Bambui was the seat of the first ever Catholic Mission-run Teacher Training College (TTC) in the former West Cameroon. Like its Buea-based sister institution, the Saint Joseph’s College, a post-primary educational institution that prepared its students for the West African School Certificate (an equivalent of the GCE), the TTC was also an elitist institution, which produced Grades 1 and Grades 3 teachers. Attracting some of the best and the brightest in English speaking Cameroon to hone them in elementary school education, a good number of TTC graduates later went on to take up key positions in government. Some include the former Prime Minister, Mr. Simon Achidi Achu, former Minister of Mines and Power, Mr. Francis Nkwain, and former Ambassador Epie, to name just a few. In 1973, the campus of the TTC was ceded to the Saint Thomas Aquinas Seminary (STAMS) whose premier Rector, Reverend Father Christian Tumi would become Cameroon’s first Cardinal. To date, STAMS has the unbroken record of directly or indirectly producing most, if not all of Anglophone Cameroon’s Bishops and Arch Bishops as well as top clergy. This is not counting the several hundreds of Priests that STAMS has also produced; and who preach the Word of God beyond the shores of Cameroon.

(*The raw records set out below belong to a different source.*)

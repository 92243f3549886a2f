//! Input validation for profile, metric, request and destination fields.

use std::fmt;

use chrono::{DateTime, SecondsFormat, Utc};

use crate::models::Channel;

/// Validation error types.
#[derive(Debug, Clone, PartialEq, Eq)]
pub enum ValidationError {
    /// Invalid email format.
    InvalidEmail(String),
    /// Invalid phone number format.
    InvalidPhone(String),
    /// Invalid push endpoint.
    InvalidEndpoint(String),
    /// Timestamp is not RFC 3339.
    InvalidTimestamp(String),
    /// Value too long.
    TooLong { field: String, max: usize, actual: usize },
    /// Empty value where one is required.
    Empty(String),
}

impl fmt::Display for ValidationError {
    fn fmt(&self, f: &mut fmt::Formatter<'_>) -> fmt::Result {
        match self {
            ValidationError::InvalidEmail(msg) => write!(f, "Invalid email: {}", msg),
            ValidationError::InvalidPhone(msg) => write!(f, "Invalid phone number: {}", msg),
            ValidationError::InvalidEndpoint(msg) => write!(f, "Invalid push endpoint: {}", msg),
            ValidationError::InvalidTimestamp(msg) => write!(f, "Invalid timestamp: {}", msg),
            ValidationError::TooLong { field, max, actual } => {
                write!(f, "{} is too long ({} chars, max {})", field, actual, max)
            }
            ValidationError::Empty(field) => write!(f, "{} cannot be empty", field),
        }
    }
}

impl std::error::Error for ValidationError {}

/// Maximum allowed length for email addresses.
pub const MAX_EMAIL_LENGTH: usize = 254;

/// Maximum allowed length for display names.
pub const MAX_NAME_LENGTH: usize = 100;

/// Maximum allowed length for metric values.
pub const MAX_VALUE_LENGTH: usize = 64;

/// Maximum allowed length for metric units.
pub const MAX_UNIT_LENGTH: usize = 32;

/// Maximum allowed length for metric notes.
pub const MAX_NOTES_LENGTH: usize = 1000;

/// Maximum allowed length for a reading request message.
pub const MAX_REQUEST_MESSAGE_LENGTH: usize = 500;

/// Maximum allowed length for push endpoints.
pub const MAX_ENDPOINT_LENGTH: usize = 2048;

/// Maximum allowed length for an assistant chat message.
pub const MAX_CHAT_MESSAGE_LENGTH: usize = 4000;

fn check_length(field: &str, value: &str, max: usize) -> Result<(), ValidationError> {
    let actual = value.chars().count();
    if actual > max {
        return Err(ValidationError::TooLong {
            field: field.to_string(),
            max,
            actual,
        });
    }
    Ok(())
}

fn require(field: &str, value: &str, max: usize) -> Result<(), ValidationError> {
    if value.trim().is_empty() {
        return Err(ValidationError::Empty(field.to_string()));
    }
    check_length(field, value, max)
}

/// Validate an email address (basic RFC 5322 format check).
///
/// This is a basic validation that checks:
/// - Contains exactly one @
/// - Has at least one character before @
/// - Has a domain with at least one inner dot after @
/// - Is not too long
pub fn validate_email(email: &str) -> Result<(), ValidationError> {
    let email = email.trim();
    require("email", email, MAX_EMAIL_LENGTH)?;

    let Some((local, domain)) = email.split_once('@') else {
        return Err(ValidationError::InvalidEmail(
            "must contain exactly one @ symbol".to_string(),
        ));
    };

    if domain.contains('@') {
        return Err(ValidationError::InvalidEmail(
            "must contain exactly one @ symbol".to_string(),
        ));
    }

    if local.is_empty() {
        return Err(ValidationError::InvalidEmail(
            "missing local part (before @)".to_string(),
        ));
    }

    if domain.is_empty() {
        return Err(ValidationError::InvalidEmail(
            "missing domain (after @)".to_string(),
        ));
    }

    if !domain.contains('.') {
        return Err(ValidationError::InvalidEmail(
            "domain must contain at least one dot".to_string(),
        ));
    }

    if domain.starts_with('.') || domain.ends_with('.') || domain.contains("..") {
        return Err(ValidationError::InvalidEmail(
            "domain has a misplaced dot".to_string(),
        ));
    }

    Ok(())
}

/// Validate an E.164 phone number (`+` followed by 8 to 15 digits).
pub fn validate_phone(phone: &str) -> Result<(), ValidationError> {
    let phone = phone.trim();
    if phone.is_empty() {
        return Err(ValidationError::Empty("phone".to_string()));
    }

    let Some(digits) = phone.strip_prefix('+') else {
        return Err(ValidationError::InvalidPhone(
            "must start with + and a country code".to_string(),
        ));
    };

    if !digits.chars().all(|c| c.is_ascii_digit()) {
        return Err(ValidationError::InvalidPhone(
            "must contain only digits after +".to_string(),
        ));
    }

    if !(8..=15).contains(&digits.len()) {
        return Err(ValidationError::InvalidPhone(
            "must have between 8 and 15 digits".to_string(),
        ));
    }

    if digits.starts_with('0') {
        return Err(ValidationError::InvalidPhone(
            "country code cannot start with 0".to_string(),
        ));
    }

    Ok(())
}

/// Validate a push subscription endpoint (HTTPS URL).
pub fn validate_push_endpoint(endpoint: &str) -> Result<(), ValidationError> {
    let endpoint = endpoint.trim();
    require("push endpoint", endpoint, MAX_ENDPOINT_LENGTH)?;

    let Some(rest) = endpoint.strip_prefix("https://") else {
        return Err(ValidationError::InvalidEndpoint("must use https".to_string()));
    };

    if rest.is_empty() || rest.starts_with('/') || rest.contains(char::is_whitespace) {
        return Err(ValidationError::InvalidEndpoint("missing host".to_string()));
    }

    Ok(())
}

/// Validate an address for the given delivery channel.
pub fn validate_destination(channel: Channel, address: &str) -> Result<(), ValidationError> {
    match channel {
        Channel::Push => validate_push_endpoint(address),
        Channel::Email => validate_email(address),
        Channel::Whatsapp => validate_phone(address),
    }
}

/// Validate a display name.
pub fn validate_full_name(name: &str) -> Result<(), ValidationError> {
    require("full name", name, MAX_NAME_LENGTH)
}

/// Validate a metric value such as `120/80` or `72`.
pub fn validate_metric_value(value: &str) -> Result<(), ValidationError> {
    require("value", value, MAX_VALUE_LENGTH)
}

/// Validate a metric unit such as `mmHg`.
pub fn validate_unit(unit: &str) -> Result<(), ValidationError> {
    require("unit", unit, MAX_UNIT_LENGTH)
}

/// Validate optional metric notes.
pub fn validate_notes(notes: &str) -> Result<(), ValidationError> {
    check_length("notes", notes, MAX_NOTES_LENGTH)
}

/// Validate an optional reading request message.
pub fn validate_request_message(message: &str) -> Result<(), ValidationError> {
    check_length("message", message, MAX_REQUEST_MESSAGE_LENGTH)
}

/// Validate a message sent to the assistant.
pub fn validate_chat_message(message: &str) -> Result<(), ValidationError> {
    require("message", message, MAX_CHAT_MESSAGE_LENGTH)
}

/// Parse an RFC 3339 timestamp and render it in UTC with second precision.
///
/// Stored timestamps share this format so they sort lexically.
pub fn normalize_timestamp(value: &str) -> Result<String, ValidationError> {
    let parsed = DateTime::parse_from_rfc3339(value.trim())
        .map_err(|e| ValidationError::InvalidTimestamp(format!("{}: {}", value, e)))?;

    Ok(parsed
        .with_timezone(&Utc)
        .to_rfc3339_opts(SecondsFormat::Secs, true))
}

#[cfg(test)]
mod tests {
    use super::*;

    #[test]
    fn test_validate_email_valid() {
        assert!(validate_email("test@example.com").is_ok());
        assert!(validate_email("user.name@domain.co.uk").is_ok());
        assert!(validate_email(" test@example.com ").is_ok()); // trimmed
    }

    #[test]
    fn test_validate_email_invalid() {
        assert!(matches!(validate_email(""), Err(ValidationError::Empty(_))));
        assert!(matches!(
            validate_email("test.example.com"),
            Err(ValidationError::InvalidEmail(_))
        ));
        assert!(matches!(
            validate_email("test@example@com"),
            Err(ValidationError::InvalidEmail(_))
        ));
        assert!(matches!(
            validate_email("@example.com"),
            Err(ValidationError::InvalidEmail(_))
        ));
        assert!(matches!(
            validate_email("test@localhost"),
            Err(ValidationError::InvalidEmail(_))
        ));
        assert!(matches!(
            validate_email("test@example..com"),
            Err(ValidationError::InvalidEmail(_))
        ));
    }

    #[test]
    fn test_validate_email_too_long() {
        let email = format!("{}@example.com", "a".repeat(250));
        assert!(matches!(
            validate_email(&email),
            Err(ValidationError::TooLong { .. })
        ));
    }

    #[test]
    fn test_validate_phone() {
        assert!(validate_phone("+15551234567").is_ok());
        assert!(validate_phone("+447911123456").is_ok());

        assert!(matches!(validate_phone(""), Err(ValidationError::Empty(_))));
        assert!(matches!(
            validate_phone("15551234567"),
            Err(ValidationError::InvalidPhone(_))
        ));
        assert!(matches!(
            validate_phone("+1 555 123"),
            Err(ValidationError::InvalidPhone(_))
        ));
        assert!(matches!(
            validate_phone("+1234"),
            Err(ValidationError::InvalidPhone(_))
        ));
        assert!(matches!(
            validate_phone("+0123456789"),
            Err(ValidationError::InvalidPhone(_))
        ));
    }

    #[test]
    fn test_validate_destination_by_channel() {
        assert!(validate_destination(Channel::Push, "https://fcm.googleapis.com/fcm/send/abc").is_ok());
        assert!(validate_destination(Channel::Push, "http://insecure.example/abc").is_err());
        assert!(validate_destination(Channel::Push, "https:///nohost").is_err());
        assert!(validate_destination(Channel::Email, "a@b.co").is_ok());
        assert!(validate_destination(Channel::Whatsapp, "+15551234567").is_ok());
        assert!(validate_destination(Channel::Whatsapp, "a@b.co").is_err());
    }

    #[test]
    fn test_metric_fields() {
        assert!(validate_metric_value("120/80").is_ok());
        assert!(matches!(validate_metric_value("  "), Err(ValidationError::Empty(_))));
        assert!(matches!(
            validate_metric_value(&"9".repeat(65)),
            Err(ValidationError::TooLong { .. })
        ));
        assert!(validate_unit("mmHg").is_ok());
        assert!(validate_unit("").is_err());
        assert!(validate_notes("").is_ok());
        assert!(validate_notes(&"n".repeat(1001)).is_err());
        assert!(validate_request_message(&"m".repeat(500)).is_ok());
        assert!(validate_request_message(&"m".repeat(501)).is_err());
    }

    #[test]
    fn test_normalize_timestamp() {
        assert_eq!(
            normalize_timestamp("2025-03-01T10:00:00+02:00").unwrap(),
            "2025-03-01T08:00:00Z"
        );
        assert_eq!(
            normalize_timestamp("2025-03-01T08:00:00.123Z").unwrap(),
            "2025-03-01T08:00:00Z"
        );
        assert!(matches!(
            normalize_timestamp("yesterday"),
            Err(ValidationError::InvalidTimestamp(_))
        ));
    }

    #[test]
    fn test_validation_error_display() {
        let err = ValidationError::InvalidPhone("test message".to_string());
        assert_eq!(err.to_string(), "Invalid phone number: test message");

        let err = ValidationError::TooLong {
            field: "notes".to_string(),
            max: 1000,
            actual: 1200,
        };
        assert_eq!(err.to_string(), "notes is too long (1200 chars, max 1000)");
    }
}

Before western elementary education took root in Bambui in the 1940s, there already existed the “krumenjang” school as it was locally called at the time. Krumenjang school pupils studied among other subjects, “Mengaka,” the Bali language, which was a popular language in the then British Southern Cameroons. Since the creation in the late 1940s by the Catholic mission of the Saint Peters Practising School which served as training ground for students of the TTC, the number of primary and post primary institutions in the Kingdom has grown by leaps and bounds. Today, Bambui counts nine primary schools with a population of about 3000 pupils. It also hosts one Secondary Grammar School, one Technical College, two Colleges of Agriculture, two Convents, a Comprehensive College of University standing, and STAMS, which also has the status of a University.
Thanks to this galaxy of educational institutions, the number of Bambui natives with higher education qualifications has grown exponentially. Also, unlike in the past when educating the girl child was considered a waste of time and money by some families; women now have equal rights and access to education and development efforts in the Kingdom. The impact of education is very visible in the Kingdom. Whereas a couple of decades ago Bambui was the poster child of a typical Bamenda Grassfield village with no pipe born water, electricity, dirt roads and ramshackle grass-thatched huts, the Kingdom is now a major attraction and envy to many, even if it is not yet the paradise that its sons and daughters actually want it to be.